Effect of pulsed electric field processing parameters on Salmonella enteritidis inactivation

Abstract

Pilot scale continuous pulsed electric field treatment of liquid products was tested on the effects of energy input (0 < Q < 300 kJ kg −1), electric field strength (25 < E < 70 kV cm −1), square wave pulse width (0.05, 0.1, 0.25, 0.5, 1, 2 and 3 μs) and initial product temperature (4 < T INIT < 20 °C) on Salmonella enteritidis inactivation in a model solution composed of 28 mM sodium sulfate and 28 mM glucose. For Q = 0–100 kJ kg −1, the decimal reduction number [DRN = log( N 0/ N)] can be considered as linearly related to Q with the decimal reduction energy [ Q D] varying between 44 ± 3.2 kJ kg −1 for 0.05 μs, 37 ± 2.5 kJ kg −1 for 0.1 μs and 32 ± 1.4 kJ kg −1 for 0.25–3 μs pulse width.

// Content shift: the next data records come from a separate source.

//! Error types for bookparse operations.

use thiserror::Error;

/// Errors surfaced while materializing the book hierarchy.
#[derive(Error, Debug)]
pub enum Error {
    /// The native handle was accessed on a book with no valid handle, either
    /// because construction never completed or because the book was already
    /// disposed.
    #[error("book handle is not initialized or already disposed")]
    UninitializedBook,

    /// The engine reported zero paragraphs for the given input.
    #[error("engine reported an empty book")]
    BookEmpty,

    /// The engine answered a paragraph query with a different index than the
    /// one requested. An engine consistency bug; fatal, never retried.
    #[error("paragraph integrity violation: requested {requested}, engine returned {reported}")]
    ParagraphIntegrity { requested: u32, reported: u32 },

    /// A required accessor was omitted when constructing a paragraph or
    /// sentence.
    #[error("required {0} accessor is missing")]
    CallbackMissing(&'static str),

    /// A sentence slot has zero byte length. The only recoverable error:
    /// the enclosing paragraph filters the slot out of its sentence sequence
    /// and it never surfaces further up.
    #[error("sentence {0} has a zero size")]
    ZeroSizeSentence(u32),

    /// The engine returned text that is not valid UTF-8.
    #[error("UTF-8 decoding error: {0}")]
    Utf8(#[from] std::string::FromUtf8Error),
}

pub type Result<T> = std::result::Result<T, Error>;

For Q = 0–300 kJ kg −1, the relation between Q and log( N 0/ N) was of power law type with the threshold energy level Q 0 = 9 ± 2.6 kJ kg −1 and the power coefficient 3.17 ± 0.21. For Q = 65 kJ kg −1 the increase of T INIT by 6.6(±0.7) °C raises the DRN by one unit. The same effect increased the products’ electrical resistance by 16(±1.4) Ω. For an overall treatment time of 1 μs, the DRN is linearly related to E, with threshold ( E 0) and decimal reduction ( E D) electric field strength: E 0 = 19 ± 1.8 and E D = 29.7 ± 1.2 kV cm −1, respectively.